START Provided data
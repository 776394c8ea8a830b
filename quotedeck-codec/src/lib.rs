//! Interchange codec for QuoteDeck.
//!
//! Serializes the collection to the UTF-8 JSON interchange format, validates
//! imported payloads record-by-record, and plans merges against an incoming
//! remote collection.
//!
//! Exported records always carry their `id`, so an export/import round-trip
//! preserves identity. Imported records tolerate a missing `id` (one is
//! synthesized) and ignore unknown fields.
//!
//! Nothing here mutates a store: `import` returns the validated records and
//! a drop count, `reconcile` returns a [`MergePlan`]; the caller applies
//! either through the store.

use chrono::{DateTime, Utc};
use quotedeck_types::{Quote, QuoteId, QuoteRecord};
use thiserror::Error;

/// Result type for codec operations.
pub type CodecResult<T> = Result<T, CodecError>;

/// Errors that can occur decoding an interchange payload.
#[derive(Debug, Error)]
pub enum CodecError {
    /// The payload was not JSON, or not a JSON array.
    #[error("malformed input: {0}")]
    MalformedInput(String),
}

/// Outcome of [`import`]: the records that survived validation and how many
/// were dropped.
#[derive(Debug, Clone)]
pub struct ImportOutcome {
    pub accepted: Vec<Quote>,
    pub dropped: usize,
}

/// A planned merge of an incoming collection into a local one.
///
/// Local-only records are never part of a plan; reconciliation never
/// deletes.
#[derive(Debug, Clone, Default)]
pub struct MergePlan {
    /// Incoming records with ids unknown locally.
    pub additions: Vec<Quote>,
    /// Incoming records whose local counterpart differs; the incoming fields
    /// win (remote authoritative).
    pub overwrites: Vec<Quote>,
    /// Ids whose local record was overwritten.
    pub conflicts: Vec<QuoteId>,
}

impl MergePlan {
    /// Whether applying the plan would change anything.
    #[must_use]
    pub fn is_empty(&self) -> bool {
        self.additions.is_empty() && self.overwrites.is_empty()
    }
}

/// Serializes the collection as a pretty-printed JSON array.
///
/// Never fails for a well-formed in-memory collection.
#[must_use]
pub fn export(quotes: &[Quote]) -> String {
    let records: Vec<QuoteRecord> = quotes.iter().map(QuoteRecord::from).collect();
    serde_json::to_string_pretty(&records).expect("quote records serialize to JSON")
}

/// The timestamped export file name for the given instant.
#[must_use]
pub fn export_file_name(at: DateTime<Utc>) -> String {
    format!("quotes_export_{}.json", at.format("%Y-%m-%d-%H-%M-%S"))
}

/// Parses and validates an interchange payload.
///
/// The payload must be a JSON array ([`CodecError::MalformedInput`]
/// otherwise). Each element is validated independently: elements that are
/// not objects, lack `text`/`category`, or trim to empty are dropped and
/// counted, never a hard failure.
pub fn import(raw: &[u8]) -> CodecResult<ImportOutcome> {
    let value: serde_json::Value = serde_json::from_slice(raw)
        .map_err(|e| CodecError::MalformedInput(e.to_string()))?;
    let Some(items) = value.as_array() else {
        return Err(CodecError::MalformedInput(
            "expected a JSON array of quote records".to_string(),
        ));
    };

    let mut accepted = Vec::with_capacity(items.len());
    let mut dropped = 0;
    for item in items {
        let quote = serde_json::from_value::<QuoteRecord>(item.clone())
            .ok()
            .and_then(|record| record.into_quote().ok());
        match quote {
            Some(quote) => accepted.push(quote),
            None => dropped += 1,
        }
    }

    Ok(ImportOutcome { accepted, dropped })
}

/// Plans the merge of `incoming` into `local`.
///
/// An incoming record with an id unknown locally becomes an addition; one
/// sharing an id with a differing local record becomes an overwrite and its
/// id is flagged as a conflict; an identical record is left untouched.
#[must_use]
pub fn reconcile(local: &[Quote], incoming: &[Quote]) -> MergePlan {
    let mut plan = MergePlan::default();
    for remote in incoming {
        match local.iter().find(|l| l.id == remote.id) {
            None => plan.additions.push(remote.clone()),
            Some(l) if l.text != remote.text || l.category != remote.category => {
                plan.conflicts.push(remote.id);
                plan.overwrites.push(remote.clone());
            }
            Some(_) => {}
        }
    }
    plan
}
END Provided data
* _Work required_
Would you output, from the records above, exactly the run of lines that starts at the line containing "let mut dropped = 0;" and ends at the line containing "an addition; one", and only that run?

* _Answer to this problem_
    let mut dropped = 0;
    for item in items {
        let quote = serde_json::from_value::<QuoteRecord>(item.clone())
            .ok()
            .and_then(|record| record.into_quote().ok());
        match quote {
            Some(quote) => accepted.push(quote),
            None => dropped += 1,
        }
    }

    Ok(ImportOutcome { accepted, dropped })
}

/// Plans the merge of `incoming` into `local`.
///
/// An incoming record with an id unknown locally becomes an addition; one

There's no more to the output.